Il y a quelques jours, un journaliste de TechCrunch critiquait la « French Tech » et déclenchait une mini-crise, autour d'un supposé manque d'ambition des startups françaises, qu'il dénonçait plus particulièrement. Plutôt que de rejeter en bloc sa perception, pourquoi ne pas tenter de chercher des solutions aux vrais problèmes qu'il soulève ?
Pour résumer l'objet des débats, Jon Evans, invité par notre gouvernement à faire un tour des initiatives hexagonales en faveur de notre écosystème entrepreneurial, en est ressorti avec l'impression que, pour une majorité d'intervenants (pouvoirs publics, grands groupes, investisseurs, structures d'accueil… et même les startups), le principal objectif visé est d'alimenter l'innovation des sociétés du CAC 40 à coup d'acquisitions. Il existerait des exceptions mais elles sont rares (qui, derrière Blablacar et Sigfox ?)…
Sans vouloir généraliser, il est évident que le constat correspond à une certaine réalité dans le domaine spécifique de la FinTech. Ainsi, du côté des acteurs en place, la vision, telle qu'elle est esquissée par la FBF, est sans équivoque : « les banques et la FinTech doivent travailler ensemble, c'est dans leur intérêt mutuel », assène Marie-Anne Barbat-Layani, sa directrice générale. En face, force est de constater que l'époque où les jeunes pousses clamaient vouloir prendre la place des institutions financières est révolue.
Naturellement, avec un tel état d'esprit, il vaut mieux ne pas rêver à faire de la France un nid de licornes disruptives. L'approche privilégiée de collaboration entre grandes structures et nouveaux entrants permet certes à ces derniers de se développer, mais elle est également le plus sûr moyen pour les premières de s'assurer qu'elles ne se feront pas dépasser, avec l'espoir (qui est plus souvent une illusion) qu'elle pourront profiter des innovations captées de la sorte pour rester compétitives, généralement après absorption.

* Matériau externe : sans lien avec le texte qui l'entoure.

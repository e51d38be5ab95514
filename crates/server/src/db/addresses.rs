//! Delivery address repository.

use greencart_core::{Address, AddressId, UserId};
use sqlx::PgPool;

use super::RepositoryError;

const ADDRESS_COLUMNS: &str =
    "id, user_id, first_name, last_name, email, street, city, state, zipcode, country, phone";

/// Fields for inserting an address (fixtures only; there is no HTTP write path).
#[derive(Debug, Clone, serde::Deserialize)]
#[serde(rename_all = "camelCase")]
pub struct NewAddress {
    pub first_name: String,
    pub last_name: String,
    pub email: String,
    pub street: String,
    pub city: String,
    pub state: String,
    pub zipcode: String,
    pub country: String,
    pub phone: String,
}

/// Repository for address reads (and fixture upserts).
pub struct AddressRepository<'a> {
    pool: &'a PgPool,
}

impl<'a> AddressRepository<'a> {
    /// Create a new address repository.
    #[must_use]
    pub const fn new(pool: &'a PgPool) -> Self {
        Self { pool }
    }

    /// All addresses owned by a user, in creation order.
    ///
    /// # Errors
    ///
    /// Returns `RepositoryError::Database` if the query fails.
    pub async fn list_for_user(&self, user_id: UserId) -> Result<Vec<Address>, RepositoryError> {
        let addresses = sqlx::query_as::<_, Address>(&format!(
            "SELECT {ADDRESS_COLUMNS} FROM greencart.addresses WHERE user_id = $1 ORDER BY created_at, id"
        ))
        .bind(user_id)
        .fetch_all(self.pool)
        .await?;

        Ok(addresses)
    }

    /// Fetch an address only if it belongs to `user_id`.
    ///
    /// # Errors
    ///
    /// Returns `RepositoryError::Database` if the query fails.
    pub async fn get_for_user(
        &self,
        id: AddressId,
        user_id: UserId,
    ) -> Result<Option<Address>, RepositoryError> {
        let address = sqlx::query_as::<_, Address>(&format!(
            "SELECT {ADDRESS_COLUMNS} FROM greencart.addresses WHERE id = $1 AND user_id = $2"
        ))
        .bind(id)
        .bind(user_id)
        .fetch_optional(self.pool)
        .await?;

        Ok(address)
    }

    /// Insert an address for a user, or refresh the one with the same street
    /// and zipcode. A refreshed row keeps its ID and creation time.
    ///
    /// # Errors
    ///
    /// Returns `RepositoryError::Database` if the query fails (e.g., unknown user).
    pub async fn upsert(
        &self,
        user_id: UserId,
        address: &NewAddress,
    ) -> Result<Address, RepositoryError> {
        let row = sqlx::query_as::<_, Address>(&format!(
            r"
            INSERT INTO greencart.addresses
                (user_id, first_name, last_name, email, street, city, state, zipcode, country, phone)
            VALUES ($1, $2, $3, $4, $5, $6, $7, $8, $9, $10)
            ON CONFLICT (user_id, street, zipcode) DO UPDATE
               SET first_name = EXCLUDED.first_name,
                   last_name = EXCLUDED.last_name,
                   email = EXCLUDED.email,
                   city = EXCLUDED.city,
                   state = EXCLUDED.state,
                   country = EXCLUDED.country,
                   phone = EXCLUDED.phone
            RETURNING {ADDRESS_COLUMNS}
            "
        ))
        .bind(user_id)
        .bind(&address.first_name)
        .bind(&address.last_name)
        .bind(&address.email)
        .bind(&address.street)
        .bind(&address.city)
        .bind(&address.state)
        .bind(&address.zipcode)
        .bind(&address.country)
        .bind(&address.phone)
        .fetch_one(self.pool)
        .await?;

        Ok(row)
    }
}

Pour autant, faut-il considérer que les entrepreneurs sont coupables de céder à ce qui serait la « facilité » de l'acquisition ? Comme on l'a vu, il s'agit de la solution préférée des banques et, forcément, cette pression influence, d'une manière ou d'une autre, les stratégies de la plupart des investisseurs initiaux et des startups. Malheureusement, cette issue est surtout, dans bien des cas, la seule possible pour de jeunes entreprises qui ne peuvent obtenir les moyens de poursuivre leur rêve jusqu'à son terme…
En effet, en dépit de la relative simplicité avec laquelle il est possible de fonder une FinTech aujourd'hui, il ne faut pas se leurrer : comme le rappelle Benoît Legrand à propos des néo-banques, l'atteinte de la maturité (et, donc, du point d'équilibre économique) prend du temps et, dans l'intervalle, les investissements nécessaires sont lourds. Or, les sources de financement sont très peu nombreuses en France, surtout lorsqu'il commence à être question de lever des dizaines de millions d'euros.
En conclusion, il existe bien un obstacle réel à l'émergence de géants de la « French Tech » et il serait stupide de l'ignorer. Comme le montre la Silicon Valley depuis plusieurs décennies, la valorisation des jeunes pousses exige un écosystème de financement à la hauteur des ambitions (en montant, en accompagnement dans la durée…). À défaut, les idées prometteuses continueront à être englouties avant d'avoir exprimé leur véritable potentiel, à moins qu'elle n'aillent lever des fonds sous des cieux plus cléments.